Dare, grazie alla pittura, una casa a chi fisicamente non la possiede. È questa la sfida che si propone la mostra La dolce vita, la personale di Michele Bellini a Casa Vuota a Roma curata da Francesco Paolo Del Re e Sabino de Nichilo, che verrà inaugurata giovedì 4 luglio alle ore 18.30 e sarà visitabile fino al 22 settembre. L’esposizione presenta un ciclo di lavori realizzati dall’artista nell’ultimo anno che bene si intona allo spirito di Casa Vuota. Al centro troneggiano sei ritratti a grandezza naturale, olio su tela, che sono accompagnati da altri dipinti, ma anche da bozzetti e disegni a carboncino.
«I protagonisti dei ritratti – spiegano i curatori Francesco Paolo Del Re e Sabino de Nichilo – si chiamano Massimo, Vittoria, Angelina, Staneva, Leonardo e Paolo e sono sei tra le tante persone che vivono sotto il cielo di Roma e che le circostanze della vita hanno portato a non avere un domicilio stabile. Essi trovano a Casa Vuota, con la pittura di Michele Bellini, la casa che non hanno. Bellini li chiama pittoricamente per nome, si immerge nella loro vita – una dolce vita nonostante tutto – e li porta ad abitare con sé in quella grande casa che è la pittura stessa, usando le stanze di Casa Vuota come pretesto per scrivere un nuovo capitolo del suo progetto artistico dedicato alla vita, raccontata attraverso la materia e i volti della vita stessa. Il titolo felliniano rende palese l’omaggio a Roma, ai suoi abitanti, alle sue strade e alle sue storie. Di questa Roma sospesa tra magnificenza e decadenza Michele Bellini è perdutamente innamorato, così come è innamorato della pittura e dei pittori, con una particolare predilezione per il realismo e la ritrattistica sviluppata a cavallo tra XVII e XIX secolo, di cui è raffinato conoscitore e consapevole cultore».
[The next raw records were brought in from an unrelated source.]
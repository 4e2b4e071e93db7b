//! One-shot requests to the service.

use codervpn_protocol::StartRequest;

use crate::cli::Cli;
use crate::config::ClientConfig;
use crate::console::{format_status, run_console};
use crate::error::{ClientError, ClientResult};
use crate::session::VpnClient;

async fn connect(cli: &Cli, config: &ClientConfig) -> ClientResult<VpnClient> {
    VpnClient::connect(&cli.endpoint(config), cli.timeout(config)).await
}

/// Brings the tunnel up with credentials from flags or the config file.
pub async fn start(
    cli: &Cli,
    config: &ClientConfig,
    url: Option<&str>,
    token: Option<&str>,
) -> ClientResult<()> {
    let (url, token) = config
        .credentials
        .resolve(url, token)
        .map_err(ClientError::Config)?;

    let client = connect(cli, config).await?;
    let result = client.start(StartRequest::new(url.as_str(), token)).await;
    client.close().await;
    result?;

    println!("Tunnel started.");
    Ok(())
}

/// Brings the tunnel down.
pub async fn stop(cli: &Cli, config: &ClientConfig) -> ClientResult<()> {
    let client = connect(cli, config).await?;
    let result = client.stop().await;
    client.close().await;
    result?;

    println!("Tunnel stopped.");
    Ok(())
}

/// Prints the service status.
pub async fn status(cli: &Cli, config: &ClientConfig) -> ClientResult<()> {
    let client = connect(cli, config).await?;
    let result = client.status().await;
    client.close().await;

    println!("{}", format_status(&result?));
    Ok(())
}

/// Opens the interactive console.
pub async fn console(cli: &Cli, config: &ClientConfig) -> ClientResult<()> {
    let client = connect(cli, config).await?;
    run_console(client).await
}
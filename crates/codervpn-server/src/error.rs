//! Server error types.

use std::io;
use thiserror::Error;

/// Result type for server operations.
pub type ServerResult<T> = Result<T, ServerError>;

/// Errors that can occur in the server.
#[derive(Debug, Error)]
pub enum ServerError {
    /// IO error (socket, pipe, file, etc.).
    #[error("IO error: {0}")]
    Io(#[from] io::Error),

    /// Handshake or messaging error on a connection.
    #[error("connection error: {0}")]
    Speaker(#[from] codervpn_speaker::SpeakerError),

    /// Socket path already in use by a live server.
    #[error("socket path already in use: {path}")]
    SocketInUse { path: String },

    /// Socket path cannot be used.
    #[error("invalid socket path: {path}")]
    SocketPathInvalid { path: String },

    /// Configuration error.
    #[error("configuration error: {message}")]
    Config { message: String },

    /// Shutdown requested.
    #[error("server shutdown requested")]
    Shutdown,
}

impl ServerError {
    /// Creates a configuration error.
    pub fn config(message: impl Into<String>) -> Self {
        Self::Config {
            message: message.into(),
        }
    }

    /// Creates a socket in use error.
    pub fn socket_in_use(path: impl Into<String>) -> Self {
        Self::SocketInUse { path: path.into() }
    }

    /// Creates a socket path invalid error.
    pub fn socket_path_invalid(path: impl Into<String>) -> Self {
        Self::SocketPathInvalid { path: path.into() }
    }
}
//! Shutdown signal handling for the service host.
//!
//! SIGTERM and SIGINT (Ctrl+C on Windows) cancel a shared token; everything
//! that should stop on shutdown watches a clone of it.

use std::io;

use tokio_util::sync::{CancellationToken, WaitForCancellationFutureOwned};
use tracing::{debug, info};

/// Turns process signals into a cancellation.
#[derive(Debug, Clone, Default)]
pub struct SignalHandler {
    token: CancellationToken,
}

impl SignalHandler {
    /// Creates a new signal handler.
    pub fn new() -> Self {
        Self::default()
    }

    /// Creates a handler that also fires when `parent` is cancelled.
    pub fn with_parent(parent: &CancellationToken) -> Self {
        Self {
            token: parent.child_token(),
        }
    }

    /// Installs the signal handlers and spawns the listener task.
    ///
    /// Handlers are installed before this returns, so a signal arriving
    /// right after the call is not missed.
    #[cfg(unix)]
    pub fn spawn_listener(&self) -> io::Result<()> {
        use tokio::signal::unix::{SignalKind, signal};

        let mut sigterm = signal(SignalKind::terminate())?;
        let mut sigint = signal(SignalKind::interrupt())?;
        let token = self.token.clone();

        tokio::spawn(async move {
            tokio::select! {
                _ = sigterm.recv() => info!("received SIGTERM, shutting down"),
                _ = sigint.recv() => info!("received SIGINT, shutting down"),
                _ = token.cancelled() => {}
            }
            token.cancel();
            debug!("signal listener stopped");
        });
        Ok(())
    }

    /// Installs the Ctrl+C handler and spawns the listener task.
    #[cfg(not(unix))]
    pub fn spawn_listener(&self) -> io::Result<()> {
        let token = self.token.clone();

        tokio::spawn(async move {
            tokio::select! {
                result = tokio::signal::ctrl_c() => {
                    if result.is_ok() {
                        info!("received Ctrl+C, shutting down");
                    }
                }
                _ = token.cancelled() => {}
            }
            token.cancel();
            debug!("signal listener stopped");
        });
        Ok(())
    }

    /// Returns a future that completes when shutdown is signaled.
    pub fn shutdown(&self) -> WaitForCancellationFutureOwned {
        self.token.clone().cancelled_owned()
    }

    /// Returns true if shutdown has been signaled.
    pub fn is_shutdown(&self) -> bool {
        self.token.is_cancelled()
    }

    /// Programmatically triggers a shutdown.
    pub fn trigger_shutdown(&self) {
        self.token.cancel();
    }

    /// Returns the token cancelled on shutdown.
    pub fn token(&self) -> &CancellationToken {
        &self.token
    }
}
Dichiara Michele Bellini: «È stato un lavoro davvero intenso, sotto ogni punto di vista, e mi ha segnato e formato come nessuna esperienza simile in passato. La serie di lavori che ho realizzato per Casa Vuota mi ha permesso di comprendere quanto necessari (nonché contradditori) siano l’identificazione nei temi che un artista vuole narrare e il distacco da essi. Mi sto ancora chiedendo cosa ho fatto, come è andata e che cosa avessi da dire su uno dei soggetti più trattati nella storia dell’arte. Le domande sono maggiori delle risposte, ma per me questo progetto è importante perché ho sempre sentito un’affezione verso chi ha meno da offrire e ho scelto di ritrarre queste persone nel modo in cui di solito la pittura che ho amato ritraeva la nobiltà».